_Required action_: Restate, word for word, the lines from the opening line of the data through the line containing "page, so a long", both included, and nothing else.

======== Record set ========

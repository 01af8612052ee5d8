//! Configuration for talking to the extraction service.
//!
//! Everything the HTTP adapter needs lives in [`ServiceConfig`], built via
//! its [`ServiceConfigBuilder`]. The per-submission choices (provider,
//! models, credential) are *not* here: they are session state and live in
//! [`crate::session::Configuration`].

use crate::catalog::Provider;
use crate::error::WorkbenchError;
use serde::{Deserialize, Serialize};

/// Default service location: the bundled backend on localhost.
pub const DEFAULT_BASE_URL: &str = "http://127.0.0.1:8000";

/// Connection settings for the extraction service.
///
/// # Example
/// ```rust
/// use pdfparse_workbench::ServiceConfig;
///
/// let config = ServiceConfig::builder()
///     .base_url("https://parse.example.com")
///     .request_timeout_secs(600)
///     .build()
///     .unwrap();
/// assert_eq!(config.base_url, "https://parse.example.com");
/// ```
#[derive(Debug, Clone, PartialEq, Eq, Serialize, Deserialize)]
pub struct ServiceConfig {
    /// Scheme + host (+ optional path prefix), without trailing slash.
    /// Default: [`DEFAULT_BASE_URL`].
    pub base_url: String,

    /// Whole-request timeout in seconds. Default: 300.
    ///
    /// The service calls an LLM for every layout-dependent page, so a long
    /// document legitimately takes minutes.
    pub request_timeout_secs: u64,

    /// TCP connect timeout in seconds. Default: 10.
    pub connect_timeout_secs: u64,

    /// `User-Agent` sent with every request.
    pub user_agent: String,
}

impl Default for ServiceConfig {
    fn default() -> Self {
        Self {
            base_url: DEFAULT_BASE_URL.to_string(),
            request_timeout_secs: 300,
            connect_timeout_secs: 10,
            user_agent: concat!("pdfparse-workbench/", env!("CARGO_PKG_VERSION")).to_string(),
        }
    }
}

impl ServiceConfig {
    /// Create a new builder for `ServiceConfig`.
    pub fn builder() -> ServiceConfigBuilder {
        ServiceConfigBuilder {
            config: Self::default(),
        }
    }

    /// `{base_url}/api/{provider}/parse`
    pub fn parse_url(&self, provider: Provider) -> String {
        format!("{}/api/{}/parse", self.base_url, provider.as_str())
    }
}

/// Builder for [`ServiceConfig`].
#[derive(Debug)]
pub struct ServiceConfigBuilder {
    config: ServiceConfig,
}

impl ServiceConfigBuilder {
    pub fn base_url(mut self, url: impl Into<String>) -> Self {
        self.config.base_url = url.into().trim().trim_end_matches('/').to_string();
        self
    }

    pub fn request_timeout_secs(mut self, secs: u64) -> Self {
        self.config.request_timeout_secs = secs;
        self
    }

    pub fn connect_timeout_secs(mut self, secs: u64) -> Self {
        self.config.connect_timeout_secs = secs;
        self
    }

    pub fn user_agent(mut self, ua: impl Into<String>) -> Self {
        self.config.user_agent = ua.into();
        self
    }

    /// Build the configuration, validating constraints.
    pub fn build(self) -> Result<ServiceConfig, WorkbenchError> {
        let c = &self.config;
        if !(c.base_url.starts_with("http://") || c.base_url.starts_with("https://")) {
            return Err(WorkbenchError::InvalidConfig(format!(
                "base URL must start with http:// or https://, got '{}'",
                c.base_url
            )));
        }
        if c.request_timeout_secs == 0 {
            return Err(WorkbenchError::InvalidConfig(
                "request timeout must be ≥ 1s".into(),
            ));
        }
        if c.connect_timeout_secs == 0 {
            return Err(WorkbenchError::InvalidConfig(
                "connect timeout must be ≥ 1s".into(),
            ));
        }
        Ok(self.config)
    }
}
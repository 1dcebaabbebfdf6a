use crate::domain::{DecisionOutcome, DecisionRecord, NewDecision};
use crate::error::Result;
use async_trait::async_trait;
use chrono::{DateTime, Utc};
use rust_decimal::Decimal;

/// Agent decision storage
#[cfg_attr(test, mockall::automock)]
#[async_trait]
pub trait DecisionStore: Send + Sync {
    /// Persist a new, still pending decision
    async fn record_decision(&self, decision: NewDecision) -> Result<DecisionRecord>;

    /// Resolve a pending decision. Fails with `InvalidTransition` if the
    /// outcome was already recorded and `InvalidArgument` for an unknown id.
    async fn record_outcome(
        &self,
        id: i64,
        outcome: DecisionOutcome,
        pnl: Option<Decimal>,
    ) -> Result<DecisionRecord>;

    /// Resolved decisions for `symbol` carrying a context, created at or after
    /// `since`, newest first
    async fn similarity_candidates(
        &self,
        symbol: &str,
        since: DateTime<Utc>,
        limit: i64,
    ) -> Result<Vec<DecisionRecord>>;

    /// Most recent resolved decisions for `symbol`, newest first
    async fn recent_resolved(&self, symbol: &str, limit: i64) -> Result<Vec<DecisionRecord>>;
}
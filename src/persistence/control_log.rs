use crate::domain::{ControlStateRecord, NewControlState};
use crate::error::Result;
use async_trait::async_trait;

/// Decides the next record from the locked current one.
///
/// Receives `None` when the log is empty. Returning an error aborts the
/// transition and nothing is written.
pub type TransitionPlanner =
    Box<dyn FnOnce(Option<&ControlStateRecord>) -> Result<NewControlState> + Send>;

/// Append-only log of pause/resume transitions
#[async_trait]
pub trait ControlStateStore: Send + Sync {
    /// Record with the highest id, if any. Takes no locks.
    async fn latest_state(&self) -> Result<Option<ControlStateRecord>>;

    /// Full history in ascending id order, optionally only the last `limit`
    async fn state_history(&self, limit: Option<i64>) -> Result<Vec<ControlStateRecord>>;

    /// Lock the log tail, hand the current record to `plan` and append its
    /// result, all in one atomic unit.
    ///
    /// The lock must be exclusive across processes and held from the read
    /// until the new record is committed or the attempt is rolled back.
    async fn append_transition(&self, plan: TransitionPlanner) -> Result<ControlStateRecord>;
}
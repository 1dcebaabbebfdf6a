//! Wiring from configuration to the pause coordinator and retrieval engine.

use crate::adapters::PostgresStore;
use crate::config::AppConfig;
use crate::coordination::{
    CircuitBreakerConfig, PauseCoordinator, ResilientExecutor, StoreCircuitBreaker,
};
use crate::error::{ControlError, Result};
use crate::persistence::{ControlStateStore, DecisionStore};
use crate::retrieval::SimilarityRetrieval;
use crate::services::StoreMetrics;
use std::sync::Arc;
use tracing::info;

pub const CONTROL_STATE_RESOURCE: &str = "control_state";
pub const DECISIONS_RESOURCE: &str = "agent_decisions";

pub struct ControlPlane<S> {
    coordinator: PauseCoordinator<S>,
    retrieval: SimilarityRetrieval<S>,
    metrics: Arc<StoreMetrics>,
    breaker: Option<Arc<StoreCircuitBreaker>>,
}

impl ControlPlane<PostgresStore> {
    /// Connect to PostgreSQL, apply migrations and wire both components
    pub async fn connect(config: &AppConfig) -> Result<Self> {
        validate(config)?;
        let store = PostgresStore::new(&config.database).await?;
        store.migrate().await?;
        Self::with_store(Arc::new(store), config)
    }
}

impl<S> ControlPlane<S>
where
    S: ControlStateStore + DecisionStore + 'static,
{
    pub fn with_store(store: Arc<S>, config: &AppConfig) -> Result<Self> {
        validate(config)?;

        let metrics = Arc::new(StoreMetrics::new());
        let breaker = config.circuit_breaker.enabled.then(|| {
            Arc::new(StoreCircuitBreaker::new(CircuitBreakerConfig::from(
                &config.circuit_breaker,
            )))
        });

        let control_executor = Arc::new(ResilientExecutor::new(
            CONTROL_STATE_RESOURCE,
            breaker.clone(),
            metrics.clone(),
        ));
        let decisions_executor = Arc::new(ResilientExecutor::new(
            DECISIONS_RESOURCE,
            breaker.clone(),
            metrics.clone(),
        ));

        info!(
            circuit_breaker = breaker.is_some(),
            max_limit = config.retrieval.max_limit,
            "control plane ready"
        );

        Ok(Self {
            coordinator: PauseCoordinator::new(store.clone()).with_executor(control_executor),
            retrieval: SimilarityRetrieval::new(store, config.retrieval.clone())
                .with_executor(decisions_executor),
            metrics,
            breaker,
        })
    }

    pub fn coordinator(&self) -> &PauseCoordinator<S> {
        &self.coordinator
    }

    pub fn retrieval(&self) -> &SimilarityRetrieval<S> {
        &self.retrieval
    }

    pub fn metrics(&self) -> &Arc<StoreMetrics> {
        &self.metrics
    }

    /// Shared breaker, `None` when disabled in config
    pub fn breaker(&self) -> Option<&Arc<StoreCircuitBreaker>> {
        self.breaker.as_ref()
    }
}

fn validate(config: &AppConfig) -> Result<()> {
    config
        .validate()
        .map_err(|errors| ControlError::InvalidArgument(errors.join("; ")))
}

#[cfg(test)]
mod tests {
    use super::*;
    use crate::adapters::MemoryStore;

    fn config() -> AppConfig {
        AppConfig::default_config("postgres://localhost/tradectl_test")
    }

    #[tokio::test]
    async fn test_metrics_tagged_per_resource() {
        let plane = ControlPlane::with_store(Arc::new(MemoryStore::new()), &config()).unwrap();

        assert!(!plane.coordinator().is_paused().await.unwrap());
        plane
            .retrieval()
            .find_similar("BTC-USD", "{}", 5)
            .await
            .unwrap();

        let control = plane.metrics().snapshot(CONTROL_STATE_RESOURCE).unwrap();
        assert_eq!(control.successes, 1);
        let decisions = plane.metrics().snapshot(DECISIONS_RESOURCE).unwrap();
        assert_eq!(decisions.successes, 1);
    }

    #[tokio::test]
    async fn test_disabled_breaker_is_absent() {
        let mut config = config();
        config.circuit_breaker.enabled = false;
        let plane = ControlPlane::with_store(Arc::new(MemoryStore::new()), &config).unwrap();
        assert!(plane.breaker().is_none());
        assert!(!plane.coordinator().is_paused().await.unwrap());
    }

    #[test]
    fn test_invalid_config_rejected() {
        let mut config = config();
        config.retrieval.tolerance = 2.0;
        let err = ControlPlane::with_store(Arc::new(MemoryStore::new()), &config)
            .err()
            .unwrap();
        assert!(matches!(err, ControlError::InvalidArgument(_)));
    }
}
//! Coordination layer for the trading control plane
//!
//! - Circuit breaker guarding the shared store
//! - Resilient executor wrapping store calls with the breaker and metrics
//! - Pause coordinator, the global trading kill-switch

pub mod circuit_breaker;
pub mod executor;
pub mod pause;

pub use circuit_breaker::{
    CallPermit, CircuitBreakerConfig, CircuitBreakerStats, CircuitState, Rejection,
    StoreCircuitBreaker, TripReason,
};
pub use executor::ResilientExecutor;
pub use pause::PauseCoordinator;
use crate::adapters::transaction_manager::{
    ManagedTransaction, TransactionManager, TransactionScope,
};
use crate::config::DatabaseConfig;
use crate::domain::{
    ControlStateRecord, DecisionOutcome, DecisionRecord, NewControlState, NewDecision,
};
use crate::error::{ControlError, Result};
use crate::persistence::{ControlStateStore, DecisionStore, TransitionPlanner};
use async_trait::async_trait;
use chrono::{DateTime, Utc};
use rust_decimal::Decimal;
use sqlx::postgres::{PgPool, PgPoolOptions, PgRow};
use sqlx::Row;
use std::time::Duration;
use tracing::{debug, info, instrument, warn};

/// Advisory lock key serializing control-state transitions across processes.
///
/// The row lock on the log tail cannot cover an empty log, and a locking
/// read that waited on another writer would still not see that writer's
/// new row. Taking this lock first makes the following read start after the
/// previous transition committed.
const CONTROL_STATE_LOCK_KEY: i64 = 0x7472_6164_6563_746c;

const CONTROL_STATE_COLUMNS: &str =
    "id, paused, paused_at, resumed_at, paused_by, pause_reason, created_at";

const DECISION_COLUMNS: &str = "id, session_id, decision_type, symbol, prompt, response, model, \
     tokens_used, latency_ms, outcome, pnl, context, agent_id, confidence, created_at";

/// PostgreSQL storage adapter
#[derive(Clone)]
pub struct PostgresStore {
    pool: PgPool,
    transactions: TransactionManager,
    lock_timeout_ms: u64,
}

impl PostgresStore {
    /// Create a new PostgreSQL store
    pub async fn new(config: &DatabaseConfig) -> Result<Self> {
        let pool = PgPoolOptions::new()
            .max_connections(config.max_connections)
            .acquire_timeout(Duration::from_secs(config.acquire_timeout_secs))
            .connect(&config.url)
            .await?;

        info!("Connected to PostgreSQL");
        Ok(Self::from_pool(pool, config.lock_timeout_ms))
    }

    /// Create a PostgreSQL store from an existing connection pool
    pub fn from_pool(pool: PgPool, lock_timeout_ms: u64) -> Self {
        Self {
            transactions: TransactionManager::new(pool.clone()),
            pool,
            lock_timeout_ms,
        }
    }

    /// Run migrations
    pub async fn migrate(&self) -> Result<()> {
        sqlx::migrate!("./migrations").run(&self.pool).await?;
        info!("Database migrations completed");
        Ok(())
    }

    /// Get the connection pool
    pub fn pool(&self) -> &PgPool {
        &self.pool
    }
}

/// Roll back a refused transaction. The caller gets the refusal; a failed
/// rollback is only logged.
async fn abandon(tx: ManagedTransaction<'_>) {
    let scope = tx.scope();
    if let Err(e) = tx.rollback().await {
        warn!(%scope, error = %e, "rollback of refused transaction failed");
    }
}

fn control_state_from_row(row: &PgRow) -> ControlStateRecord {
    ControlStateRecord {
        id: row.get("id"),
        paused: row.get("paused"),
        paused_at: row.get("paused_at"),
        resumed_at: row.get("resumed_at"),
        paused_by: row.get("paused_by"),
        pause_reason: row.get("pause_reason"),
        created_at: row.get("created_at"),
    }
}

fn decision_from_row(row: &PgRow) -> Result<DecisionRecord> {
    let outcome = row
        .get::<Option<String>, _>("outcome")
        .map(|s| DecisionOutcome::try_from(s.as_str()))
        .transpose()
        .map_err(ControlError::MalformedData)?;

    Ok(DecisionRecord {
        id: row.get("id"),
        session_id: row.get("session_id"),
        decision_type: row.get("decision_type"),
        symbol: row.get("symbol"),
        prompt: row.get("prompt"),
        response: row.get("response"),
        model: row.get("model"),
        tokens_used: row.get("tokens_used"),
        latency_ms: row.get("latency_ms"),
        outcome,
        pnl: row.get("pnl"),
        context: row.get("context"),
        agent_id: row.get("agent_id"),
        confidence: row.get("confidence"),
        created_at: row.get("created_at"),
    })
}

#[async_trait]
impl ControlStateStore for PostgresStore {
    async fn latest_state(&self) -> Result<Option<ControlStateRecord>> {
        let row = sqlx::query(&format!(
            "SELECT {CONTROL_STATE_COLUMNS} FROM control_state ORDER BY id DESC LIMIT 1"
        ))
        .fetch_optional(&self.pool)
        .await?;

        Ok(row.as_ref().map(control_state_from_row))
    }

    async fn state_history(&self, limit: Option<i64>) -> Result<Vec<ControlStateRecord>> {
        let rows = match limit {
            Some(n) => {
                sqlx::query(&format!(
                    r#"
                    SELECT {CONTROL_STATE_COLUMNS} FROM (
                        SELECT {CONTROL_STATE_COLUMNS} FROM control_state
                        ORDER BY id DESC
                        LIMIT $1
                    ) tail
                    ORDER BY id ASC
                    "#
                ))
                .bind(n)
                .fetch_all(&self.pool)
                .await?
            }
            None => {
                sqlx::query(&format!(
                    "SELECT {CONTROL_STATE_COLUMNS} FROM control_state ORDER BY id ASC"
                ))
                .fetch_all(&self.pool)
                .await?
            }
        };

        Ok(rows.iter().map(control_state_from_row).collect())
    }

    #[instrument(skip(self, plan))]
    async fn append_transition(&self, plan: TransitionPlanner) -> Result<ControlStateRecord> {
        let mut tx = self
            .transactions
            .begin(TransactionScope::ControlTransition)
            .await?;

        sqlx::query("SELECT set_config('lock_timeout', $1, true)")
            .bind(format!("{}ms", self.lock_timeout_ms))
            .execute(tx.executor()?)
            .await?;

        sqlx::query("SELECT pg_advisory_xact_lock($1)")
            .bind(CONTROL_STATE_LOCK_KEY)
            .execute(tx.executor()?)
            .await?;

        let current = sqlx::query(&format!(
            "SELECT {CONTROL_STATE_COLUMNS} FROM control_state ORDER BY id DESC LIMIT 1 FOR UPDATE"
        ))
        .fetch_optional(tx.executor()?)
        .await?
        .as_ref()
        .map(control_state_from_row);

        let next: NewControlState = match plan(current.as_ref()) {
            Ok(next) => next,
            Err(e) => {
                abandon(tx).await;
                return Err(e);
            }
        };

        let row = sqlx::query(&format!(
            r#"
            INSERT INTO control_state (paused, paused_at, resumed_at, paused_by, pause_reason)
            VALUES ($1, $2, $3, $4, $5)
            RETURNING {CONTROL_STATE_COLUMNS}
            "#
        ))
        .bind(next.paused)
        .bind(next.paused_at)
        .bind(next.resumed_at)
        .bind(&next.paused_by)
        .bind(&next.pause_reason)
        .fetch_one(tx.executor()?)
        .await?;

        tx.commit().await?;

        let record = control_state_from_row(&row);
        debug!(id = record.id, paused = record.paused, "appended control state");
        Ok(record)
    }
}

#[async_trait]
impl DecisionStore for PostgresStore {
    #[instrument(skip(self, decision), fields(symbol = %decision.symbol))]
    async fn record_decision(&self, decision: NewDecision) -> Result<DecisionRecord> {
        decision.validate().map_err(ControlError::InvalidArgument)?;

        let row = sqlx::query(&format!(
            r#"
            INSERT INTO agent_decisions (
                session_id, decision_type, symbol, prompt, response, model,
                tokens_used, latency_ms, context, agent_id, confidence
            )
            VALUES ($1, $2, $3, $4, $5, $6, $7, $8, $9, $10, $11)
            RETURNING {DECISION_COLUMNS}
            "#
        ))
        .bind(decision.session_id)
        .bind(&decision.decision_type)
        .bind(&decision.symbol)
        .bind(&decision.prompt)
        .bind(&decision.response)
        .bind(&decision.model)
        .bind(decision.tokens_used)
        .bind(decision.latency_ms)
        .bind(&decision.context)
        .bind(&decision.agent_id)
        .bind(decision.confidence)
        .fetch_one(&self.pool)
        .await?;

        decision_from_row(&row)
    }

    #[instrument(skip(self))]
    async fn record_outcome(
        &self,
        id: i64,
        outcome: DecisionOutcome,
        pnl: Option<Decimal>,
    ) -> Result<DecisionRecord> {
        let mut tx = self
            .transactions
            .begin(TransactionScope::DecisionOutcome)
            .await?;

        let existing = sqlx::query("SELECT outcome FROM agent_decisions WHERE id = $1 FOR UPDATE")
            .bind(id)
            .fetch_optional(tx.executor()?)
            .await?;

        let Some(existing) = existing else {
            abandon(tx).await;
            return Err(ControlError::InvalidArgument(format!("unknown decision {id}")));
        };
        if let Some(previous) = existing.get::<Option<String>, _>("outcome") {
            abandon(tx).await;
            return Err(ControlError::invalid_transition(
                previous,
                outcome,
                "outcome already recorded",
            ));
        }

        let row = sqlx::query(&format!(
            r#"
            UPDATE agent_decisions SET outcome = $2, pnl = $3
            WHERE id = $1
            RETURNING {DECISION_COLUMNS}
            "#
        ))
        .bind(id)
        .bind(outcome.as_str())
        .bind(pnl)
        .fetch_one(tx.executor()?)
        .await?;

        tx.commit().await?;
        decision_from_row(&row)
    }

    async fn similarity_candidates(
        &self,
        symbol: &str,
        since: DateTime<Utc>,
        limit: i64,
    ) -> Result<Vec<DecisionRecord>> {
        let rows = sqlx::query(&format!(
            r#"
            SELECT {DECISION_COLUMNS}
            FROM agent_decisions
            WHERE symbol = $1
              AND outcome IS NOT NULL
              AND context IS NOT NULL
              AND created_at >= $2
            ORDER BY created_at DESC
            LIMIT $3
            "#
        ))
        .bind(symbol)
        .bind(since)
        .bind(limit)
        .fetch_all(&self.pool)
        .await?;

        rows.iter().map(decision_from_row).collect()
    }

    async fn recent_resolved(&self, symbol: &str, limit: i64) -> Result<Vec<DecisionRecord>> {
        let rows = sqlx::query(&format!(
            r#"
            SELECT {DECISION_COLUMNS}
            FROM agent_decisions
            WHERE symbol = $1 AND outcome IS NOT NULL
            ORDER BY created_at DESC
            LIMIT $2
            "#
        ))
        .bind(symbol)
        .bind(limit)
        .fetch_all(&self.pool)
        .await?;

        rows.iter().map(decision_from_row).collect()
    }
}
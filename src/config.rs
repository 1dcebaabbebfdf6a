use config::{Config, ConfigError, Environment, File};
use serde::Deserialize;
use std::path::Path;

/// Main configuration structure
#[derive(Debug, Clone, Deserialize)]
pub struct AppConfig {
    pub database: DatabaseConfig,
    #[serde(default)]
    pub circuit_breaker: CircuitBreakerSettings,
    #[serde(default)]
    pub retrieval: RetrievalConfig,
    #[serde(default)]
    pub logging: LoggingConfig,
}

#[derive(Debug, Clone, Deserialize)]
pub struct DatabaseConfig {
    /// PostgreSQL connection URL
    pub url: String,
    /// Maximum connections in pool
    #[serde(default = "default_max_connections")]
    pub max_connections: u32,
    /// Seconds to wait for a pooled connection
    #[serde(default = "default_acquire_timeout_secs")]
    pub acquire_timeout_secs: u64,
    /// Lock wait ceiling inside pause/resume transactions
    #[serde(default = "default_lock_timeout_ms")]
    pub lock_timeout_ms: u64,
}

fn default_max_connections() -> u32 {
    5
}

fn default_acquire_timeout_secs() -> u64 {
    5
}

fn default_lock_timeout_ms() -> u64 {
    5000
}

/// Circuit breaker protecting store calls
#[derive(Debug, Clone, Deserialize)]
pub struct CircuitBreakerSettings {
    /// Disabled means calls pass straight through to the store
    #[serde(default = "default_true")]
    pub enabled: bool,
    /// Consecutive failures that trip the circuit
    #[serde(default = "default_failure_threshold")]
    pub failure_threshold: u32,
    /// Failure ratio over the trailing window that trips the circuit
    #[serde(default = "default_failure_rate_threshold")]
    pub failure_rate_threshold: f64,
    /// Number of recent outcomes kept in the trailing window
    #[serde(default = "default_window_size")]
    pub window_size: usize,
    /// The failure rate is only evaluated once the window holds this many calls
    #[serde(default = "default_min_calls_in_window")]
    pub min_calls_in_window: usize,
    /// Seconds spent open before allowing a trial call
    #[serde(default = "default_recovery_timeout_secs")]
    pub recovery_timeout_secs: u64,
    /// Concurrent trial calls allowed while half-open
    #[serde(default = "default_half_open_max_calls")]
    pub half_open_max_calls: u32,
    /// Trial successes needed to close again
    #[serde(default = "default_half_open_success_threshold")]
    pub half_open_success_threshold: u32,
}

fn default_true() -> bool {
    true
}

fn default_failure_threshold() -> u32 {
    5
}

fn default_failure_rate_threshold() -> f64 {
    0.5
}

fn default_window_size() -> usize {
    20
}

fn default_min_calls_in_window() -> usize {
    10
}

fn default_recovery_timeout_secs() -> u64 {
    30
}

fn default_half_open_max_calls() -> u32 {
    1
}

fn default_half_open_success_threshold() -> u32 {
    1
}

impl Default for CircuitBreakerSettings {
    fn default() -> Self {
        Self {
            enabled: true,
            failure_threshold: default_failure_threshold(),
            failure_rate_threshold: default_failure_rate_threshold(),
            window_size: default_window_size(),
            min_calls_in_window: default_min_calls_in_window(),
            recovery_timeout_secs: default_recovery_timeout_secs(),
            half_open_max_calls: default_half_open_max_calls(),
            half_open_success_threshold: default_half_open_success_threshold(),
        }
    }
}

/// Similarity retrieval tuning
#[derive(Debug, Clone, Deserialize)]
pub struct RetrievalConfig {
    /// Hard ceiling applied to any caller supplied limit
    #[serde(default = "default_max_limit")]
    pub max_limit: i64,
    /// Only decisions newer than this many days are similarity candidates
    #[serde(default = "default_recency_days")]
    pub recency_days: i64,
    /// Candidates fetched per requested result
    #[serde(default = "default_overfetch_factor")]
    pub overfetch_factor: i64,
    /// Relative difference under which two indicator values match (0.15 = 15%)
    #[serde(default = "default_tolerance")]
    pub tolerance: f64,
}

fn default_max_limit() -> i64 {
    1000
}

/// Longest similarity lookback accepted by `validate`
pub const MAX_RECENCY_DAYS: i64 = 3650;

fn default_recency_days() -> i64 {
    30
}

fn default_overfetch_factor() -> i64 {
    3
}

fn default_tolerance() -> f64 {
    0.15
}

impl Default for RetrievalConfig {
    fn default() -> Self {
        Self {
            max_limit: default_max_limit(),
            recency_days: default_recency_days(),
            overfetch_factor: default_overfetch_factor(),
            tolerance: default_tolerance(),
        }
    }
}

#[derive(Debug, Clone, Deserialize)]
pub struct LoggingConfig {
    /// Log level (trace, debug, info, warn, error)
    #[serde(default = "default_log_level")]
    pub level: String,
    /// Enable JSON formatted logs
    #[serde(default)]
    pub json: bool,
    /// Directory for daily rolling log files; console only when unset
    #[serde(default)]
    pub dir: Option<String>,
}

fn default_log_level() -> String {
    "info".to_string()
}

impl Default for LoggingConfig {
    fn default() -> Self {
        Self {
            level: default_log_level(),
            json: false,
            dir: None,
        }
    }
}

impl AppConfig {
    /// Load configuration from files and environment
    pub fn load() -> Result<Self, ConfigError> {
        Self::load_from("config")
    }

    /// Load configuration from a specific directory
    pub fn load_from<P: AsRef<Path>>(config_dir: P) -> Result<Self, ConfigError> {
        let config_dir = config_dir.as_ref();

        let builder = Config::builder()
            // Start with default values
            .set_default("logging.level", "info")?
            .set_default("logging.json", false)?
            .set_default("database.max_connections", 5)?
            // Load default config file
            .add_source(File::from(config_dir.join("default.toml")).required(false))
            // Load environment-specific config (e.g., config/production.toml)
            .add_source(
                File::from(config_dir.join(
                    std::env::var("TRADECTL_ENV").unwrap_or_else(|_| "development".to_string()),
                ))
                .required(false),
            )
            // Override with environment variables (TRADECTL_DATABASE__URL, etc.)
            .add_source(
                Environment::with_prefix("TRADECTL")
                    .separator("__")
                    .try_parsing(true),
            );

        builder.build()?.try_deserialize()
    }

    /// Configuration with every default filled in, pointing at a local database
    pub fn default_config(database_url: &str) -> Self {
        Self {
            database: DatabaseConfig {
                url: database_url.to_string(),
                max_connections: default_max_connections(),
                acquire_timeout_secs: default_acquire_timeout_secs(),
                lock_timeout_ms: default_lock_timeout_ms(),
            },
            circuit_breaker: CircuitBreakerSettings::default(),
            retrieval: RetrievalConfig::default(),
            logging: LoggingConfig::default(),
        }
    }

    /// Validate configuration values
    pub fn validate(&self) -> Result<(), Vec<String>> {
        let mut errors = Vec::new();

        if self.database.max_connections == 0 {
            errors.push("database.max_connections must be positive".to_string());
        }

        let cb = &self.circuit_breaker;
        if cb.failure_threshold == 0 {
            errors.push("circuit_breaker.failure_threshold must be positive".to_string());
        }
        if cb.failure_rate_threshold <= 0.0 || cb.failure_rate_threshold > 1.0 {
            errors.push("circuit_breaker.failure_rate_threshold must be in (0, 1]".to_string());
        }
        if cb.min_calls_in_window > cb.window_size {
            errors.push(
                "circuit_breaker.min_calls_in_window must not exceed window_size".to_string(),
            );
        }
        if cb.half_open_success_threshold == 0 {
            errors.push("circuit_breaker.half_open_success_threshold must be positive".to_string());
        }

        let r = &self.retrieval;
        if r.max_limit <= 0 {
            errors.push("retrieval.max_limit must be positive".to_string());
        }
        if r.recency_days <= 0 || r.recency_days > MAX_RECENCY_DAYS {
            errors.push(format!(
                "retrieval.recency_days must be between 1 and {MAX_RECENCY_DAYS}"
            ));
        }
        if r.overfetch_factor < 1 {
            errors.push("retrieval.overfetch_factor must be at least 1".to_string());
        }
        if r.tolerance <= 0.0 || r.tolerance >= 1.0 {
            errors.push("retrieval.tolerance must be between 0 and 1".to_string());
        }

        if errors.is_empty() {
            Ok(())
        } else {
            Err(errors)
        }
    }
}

========

_Solution to this problem_:
repository 01af8612052ee5d8
//! Configuration for talking to the extraction service.
//!
//! Everything the HTTP adapter needs lives in [`ServiceConfig`], built via
//! its [`ServiceConfigBuilder`]. The per-submission choices (provider,
//! models, credential) are *not* here: they are session state and live in
//! [`crate::session::Configuration`].

use crate::catalog::Provider;
use crate::error::WorkbenchError;
use serde::{Deserialize, Serialize};

/// Default service location: the bundled backend on localhost.
pub const DEFAULT_BASE_URL: &str = "http://127.0.0.1:8000";

/// Connection settings for the extraction service.
///
/// # Example
/// ```rust
/// use pdfparse_workbench::ServiceConfig;
///
/// let config = ServiceConfig::builder()
///     .base_url("https://parse.example.com")
///     .request_timeout_secs(600)
///     .build()
///     .unwrap();
/// assert_eq!(config.base_url, "https://parse.example.com");
/// ```
#[derive(Debug, Clone, PartialEq, Eq, Serialize, Deserialize)]
pub struct ServiceConfig {
    /// Scheme + host (+ optional path prefix), without trailing slash.
    /// Default: [`DEFAULT_BASE_URL`].
    pub base_url: String,

    /// Whole-request timeout in seconds. Default: 300.
    ///
    /// The service calls an LLM for every layout-dependent page, so a long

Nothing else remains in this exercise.